Credentialing Glossary

Credentialing Workflow

credentialing

Definition

The structured sequence of steps in the credentialing process, from initial application through verification, committee review, contracting, and provider loading.

Extended Explanation

The credentialing workflow is the step-by-step process that every application follows from submission to enrollment. Understanding this workflow helps you anticipate what comes next and where delays typically happen. Step one is application intake. You submit your application, either through CAQH, PECOS, or a payer-specific form. The payer's credentialing team logs the application, assigns it a tracking number, and does an initial completeness review. If anything is missing, they send you a development request. This is where the first delays happen. An incomplete application goes to the back of the queue after the missing items are received. Step two is primary source verification. The credentialing team or CVO contacts each issuing authority to verify your credentials.

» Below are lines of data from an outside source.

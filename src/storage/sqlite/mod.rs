//! SQLite implementations of storage interfaces.

use std::str::FromStr;
use std::time::Duration;

use sqlx::sqlite::{SqliteConnectOptions, SqliteJournalMode, SqlitePoolOptions};
use sqlx::SqlitePool;

use super::schema::{CREATE_CLAIMS_TABLE, CREATE_DAY_TABLES, CREATE_STUDENTS_TABLE};
use super::Result;
use crate::config::StorageConfig;

mod claim_store;
mod day_store;
mod roster_store;

pub use claim_store::SqliteClaimStore;
pub use day_store::SqliteDayStore;
pub use roster_store::SqliteRosterStore;

/// Path value selecting a private in-memory database.
pub const IN_MEMORY_PATH: &str = ":memory:";

/// Open a connection pool for the configured database file.
///
/// An in-memory database only exists per connection, so the pool is pinned
/// to a single connection in that case.
pub async fn connect(config: &StorageConfig) -> Result<SqlitePool> {
    let busy_timeout = Duration::from_millis(config.busy_timeout_ms);

    if config.path == IN_MEMORY_PATH {
        let opts = SqliteConnectOptions::from_str("sqlite::memory:")?.busy_timeout(busy_timeout);
        let pool = SqlitePoolOptions::new()
            .max_connections(1)
            .connect_with(opts)
            .await?;
        return Ok(pool);
    }

    if let Some(parent) = std::path::Path::new(&config.path).parent() {
        if !parent.as_os_str().is_empty() {
            std::fs::create_dir_all(parent)?;
        }
    }

    let opts = SqliteConnectOptions::new()
        .filename(&config.path)
        .create_if_missing(true)
        .journal_mode(SqliteJournalMode::Wal)
        .busy_timeout(busy_timeout);

    let pool = SqlitePoolOptions::new()
        .max_connections(config.max_connections)
        .connect_with(opts)
        .await?;

    Ok(pool)
}

/// Initialize the database schema.
pub async fn init_schema(pool: &SqlitePool) -> Result<()> {
    sqlx::raw_sql(CREATE_STUDENTS_TABLE).execute(pool).await?;
    sqlx::raw_sql(CREATE_DAY_TABLES).execute(pool).await?;
    sqlx::raw_sql(CREATE_CLAIMS_TABLE).execute(pool).await?;
    Ok(())
}

#[cfg(test)]
mod tests;
//! Read-model joins for the officer screens.
//!
//! Student search annotated with active-day claim state, and the recent
//! claims feed with display names.

use std::collections::HashMap;
use std::sync::Arc;

use tracing::debug;

use crate::interfaces::RosterStore;
use crate::ledger::{ClaimLedger, Result};
use crate::model::{ClaimStatus, RecentClaim, StudentId, StudentMatch};

/// Queries shorter than this return no rows.
pub const MIN_QUERY_LEN: usize = 2;
/// Feed size when the caller does not ask for one.
pub const DEFAULT_RECENT_LIMIT: u32 = 10;

/// Joins the roster with the ledger.
#[derive(Clone)]
pub struct ReadModel {
    ledger: ClaimLedger,
    roster: Arc<dyn RosterStore>,
    max_results: u32,
}

impl ReadModel {
    pub fn new(ledger: ClaimLedger, roster: Arc<dyn RosterStore>, max_results: u32) -> Self {
        Self {
            ledger,
            roster,
            max_results,
        }
    }

    /// Search the roster by exact id or name fragment.
    ///
    /// Fails with `Configuration` when no active day is set, even if the
    /// query is too short to match anything.
    pub async fn search(&self, query: &str) -> Result<Vec<StudentMatch>> {
        let day = self.ledger.resolve_active_day().await?;

        let query = query.trim();
        if query.chars().count() < MIN_QUERY_LEN {
            return Ok(Vec::new());
        }

        let students = self.roster.search(query, self.max_results).await?;
        let ids: Vec<StudentId> = students.iter().map(|s| s.student_id.clone()).collect();
        let status = self.ledger.claim_status_on(day.day_number, &ids).await?;

        debug!(
            query,
            day_number = day.day_number,
            matches = students.len(),
            "Student search"
        );

        Ok(students
            .into_iter()
            .map(|student| {
                let state = status
                    .get(&student.student_id)
                    .cloned()
                    .unwrap_or(ClaimStatus::Unclaimed);
                StudentMatch::new(student, &state)
            })
            .collect())
    }

    /// Recent claims, newest first, with the student's name.
    ///
    /// Names are empty for students no longer on the roster.
    pub async fn recent_feed(&self, limit: u32) -> Result<Vec<RecentClaim>> {
        let claims = self.ledger.recent_claims(limit).await?;

        let ids: Vec<StudentId> = claims.iter().map(|c| c.student_id.clone()).collect();
        let names: HashMap<StudentId, (String, String)> = self
            .roster
            .find_many(&ids)
            .await?
            .into_iter()
            .map(|s| (s.student_id, (s.first_name, s.last_name)))
            .collect();

        Ok(claims
            .into_iter()
            .map(|claim| {
                let (first_name, last_name) =
                    names.get(&claim.student_id).cloned().unwrap_or_default();
                RecentClaim {
                    claim,
                    first_name,
                    last_name,
                }
            })
            .collect())
    }
}
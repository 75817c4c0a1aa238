//! Mock RosterStore implementation for testing.

use std::collections::BTreeMap;

use async_trait::async_trait;
use tokio::sync::RwLock;

use crate::model::{Student, StudentId};
use crate::storage::{Result, RosterStore, StorageError};

/// Mock roster backed by an ordered map.
#[derive(Default)]
pub struct MockRosterStore {
    students: RwLock<BTreeMap<StudentId, Student>>,
    fail_on_read: RwLock<bool>,
}

impl MockRosterStore {
    pub fn new(students: Vec<Student>) -> Self {
        Self {
            students: RwLock::new(
                students
                    .into_iter()
                    .map(|s| (s.student_id.clone(), s))
                    .collect(),
            ),
            fail_on_read: RwLock::new(false),
        }
    }

    pub async fn set_fail_on_read(&self, fail: bool) {
        *self.fail_on_read.write().await = fail;
    }

    async fn check_read(&self) -> Result<()> {
        if *self.fail_on_read.read().await {
            return Err(StorageError::Unavailable("mock roster failure".to_string()));
        }
        Ok(())
    }
}

#[async_trait]
impl RosterStore for MockRosterStore {
    async fn find(&self, student_id: &StudentId) -> Result<Option<Student>> {
        self.check_read().await?;
        Ok(self.students.read().await.get(student_id).cloned())
    }

    async fn find_many(&self, student_ids: &[StudentId]) -> Result<Vec<Student>> {
        self.check_read().await?;
        let students = self.students.read().await;
        Ok(student_ids
            .iter()
            .filter_map(|id| students.get(id).cloned())
            .collect())
    }

    async fn search(&self, query: &str, limit: u32) -> Result<Vec<Student>> {
        self.check_read().await?;
        let needle = query.to_lowercase();
        let students = self.students.read().await;

        let mut hits: Vec<Student> = students
            .values()
            .filter(|s| {
                s.student_id.as_str() == query
                    || s.first_name.to_lowercase().contains(&needle)
                    || s.last_name.to_lowercase().contains(&needle)
            })
            .cloned()
            .collect();
        hits.sort_by(|a, b| {
            (&a.last_name, &a.first_name, &a.student_id)
                .cmp(&(&b.last_name, &b.first_name, &b.student_id))
        });
        hits.truncate(limit as usize);
        Ok(hits)
    }
}
//! Mailer used when outbound email is disabled.

use async_trait::async_trait;
use tracing::info;

use crate::interfaces::{EmailMessage, MailError, Mailer};

/// Logs each message instead of sending it.
#[derive(Debug, Default)]
pub struct LogMailer;

#[async_trait]
impl Mailer for LogMailer {
    async fn send(&self, message: &EmailMessage) -> Result<(), MailError> {
        info!(to = %message.to, subject = %message.subject, "Email disabled, not sending");
        Ok(())
    }
}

License verification with the state board, board certification with the certifying body, DEA with the DEA, education with the medical school, NPDB query, OIG exclusion check, and SAM database check. This step typically takes two to four weeks if all sources respond promptly. Step three is file compilation. The credentialing staff assembles the complete file with all verification results, any discrepancies identified, your attestation responses, and a staff recommendation. This is an internal step that usually takes a few days. Step four is committee review. Your file goes before the credentialing committee, which typically meets monthly. The committee reviews the file, discusses any concerns, and votes to approve, deny, or defer pending additional information. If the committee defers, the clock resets until the additional information is received and the file returns to the next committee meeting. Step five is contracting. After committee approval, you receive and sign a participation agreement. Some payers send this automatically. Others require negotiation. Step six is provider load. Your information is entered into the payer's claims processing system. Once the load is complete, you receive your effective date and can begin billing. Knowing where your application is in this workflow helps you manage expectations and follow up effectively. Instead of calling and asking "where is my application," you can ask "has my application completed primary source verification yet?" That gives the payer a specific question to answer.